Democratizing the utility industry is also essential to achieve clean energy goals and negate the adverse impact of global warming, climate change. Privately-owned corporate utility companies, answerable to their investors instead of the people and communities they serve, cannot be trusted to pursue policies and activities that discourage the use of fossil fuel resources rather than adopt environmentally friendly and safe alternative, renewable energy sources. Community ownership is the only way to ensure responsible management and utilization of clean, renewable energy to provide reliable service to residential, business and industrial customers.

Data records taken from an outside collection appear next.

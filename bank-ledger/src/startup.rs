//! Process bootstrap: pool, transfer engine and the ops listener.

use crate::config::LedgerConfig;
use crate::error::LedgerError;
use crate::services::{get_metrics, init_metrics, Database, TransferEngine};
use axum::extract::State;
use axum::http::{header, StatusCode};
use axum::response::IntoResponse;
use axum::routing::get;
use axum::{Json, Router};
use serde_json::json;
use std::net::SocketAddr;
use tokio::net::TcpListener;
use tower_http::trace::TraceLayer;

#[derive(Clone)]
struct OpsState {
    db: Database,
}

fn pool_snapshot(db: &Database) -> serde_json::Value {
    let pool = db.pool();
    json!({
        "size": pool.size(),
        "idle": pool.num_idle(),
    })
}

/// `/health`: process is up and PostgreSQL answers `SELECT 1`.
async fn liveness(State(ops): State<OpsState>) -> impl IntoResponse {
    match ops.db.health_check().await {
        Ok(()) => (
            StatusCode::OK,
            Json(json!({
                "status": "ok",
                "service": "bank-ledger",
                "version": env!("CARGO_PKG_VERSION"),
                "pool": pool_snapshot(&ops.db),
            })),
        ),
        Err(e) => {
            tracing::warn!(error = %e, "Ledger store unreachable");
            (
                StatusCode::SERVICE_UNAVAILABLE,
                Json(json!({
                    "status": "unhealthy",
                    "service": "bank-ledger",
                    "error": e.to_string(),
                    "pool": pool_snapshot(&ops.db),
                })),
            )
        }
    }
}

/// `/ready`: transfers can open a unit of work.
async fn readiness(State(ops): State<OpsState>) -> StatusCode {
    if let Err(e) = ops.db.health_check().await {
        tracing::warn!(error = %e, "Not ready: ledger store unreachable");
        return StatusCode::SERVICE_UNAVAILABLE;
    }
    StatusCode::OK
}

async fn prometheus_metrics() -> impl IntoResponse {
    (
        [(header::CONTENT_TYPE, "text/plain; version=0.0.4")],
        get_metrics(),
    )
}

/// Application container: connection pool, transfer engine and the ops listener.
pub struct Application {
    port: u16,
    listener: TcpListener,
    db: Database,
    engine: TransferEngine<Database>,
}

impl Application {
    /// Connect the pool and bind the ops listener.
    pub async fn build(config: LedgerConfig) -> Result<Self, LedgerError> {
        init_metrics();

        let db = Database::new(
            &config.database.url,
            config.database.max_connections,
            config.database.min_connections,
            config.database.acquire_timeout(),
        )
        .await
        .map_err(|e| {
            tracing::error!(error = %e, "Failed to connect to PostgreSQL");
            e
        })?;

        let engine = TransferEngine::new(db.clone());

        let addr = SocketAddr::from(([0, 0, 0, 0], config.server.port));
        let listener = TcpListener::bind(addr).await.map_err(|e| {
            tracing::error!(error = %e, addr = %addr, "Failed to bind HTTP listener");
            LedgerError::ConfigError(anyhow::anyhow!("Failed to bind {}: {}", addr, e))
        })?;
        let port = listener
            .local_addr()
            .map_err(|e| {
                LedgerError::ConfigError(anyhow::anyhow!("Listener has no address: {}", e))
            })?
            .port();

        tracing::info!(port = port, "Bank ledger listener bound");

        Ok(Self {
            port,
            listener,
            db,
            engine,
        })
    }

    /// Get the port the ops listener is bound to.
    pub fn port(&self) -> u16 {
        self.port
    }

    /// Transfer engine for in-process callers.
    pub fn engine(&self) -> &TransferEngine<Database> {
        &self.engine
    }

    /// Serve `/health`, `/ready` and `/metrics` until stopped.
    pub async fn run_until_stopped(self) -> std::io::Result<()> {
        let router = Router::new()
            .route("/health", get(liveness))
            .route("/ready", get(readiness))
            .route("/metrics", get(prometheus_metrics))
            .layer(TraceLayer::new_for_http())
            .with_state(OpsState { db: self.db });

        tracing::info!(
            service = "bank-ledger",
            version = env!("CARGO_PKG_VERSION"),
            port = self.port,
            "Serving ops endpoints"
        );

        axum::serve(self.listener, router).await
    }
}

Ultimately, however, as long as investor-capitalists own and operate utility service providers there can never be a satisfactory resolution of the struggle between labor and capital for managing and operating electrical energy and other resources for the benefit of the people and their communities. Sooner or later power utilities must be answerable to the people, not corporate predators. Despite the recent defeat of the Pine Tree Power Company, a community-owned energy cooperative for the state of Maine, there is a model that can be used to point the way for other groups, activists and organizations to democratize the utility industry. However, no model for community ownership of utility companies can be implemented successfully without a strategic partnership and tactical alliance between consumers, community and organized labor, specifically the utility workers and employees who put their own health and safety on the line to support the community, especially in times of natural disasters. The defeat of community ownership in Maine was largely the result of opposition from organized labor, utility workers fearful of losing their right to collective bargaining, autonomy and job security from a state takeover with no guarantees of wages, benefits and working conditions. Any plan to implement community ownership of public utilities must include support from utility workers and include the right to collective bargaining and active participation in the management and implementation of policies and procedures to protect workers, consumers and the environment. Without workers participation, collaborative and cooperative management between labor and consumers of public utilities, community ownership cannot be successful.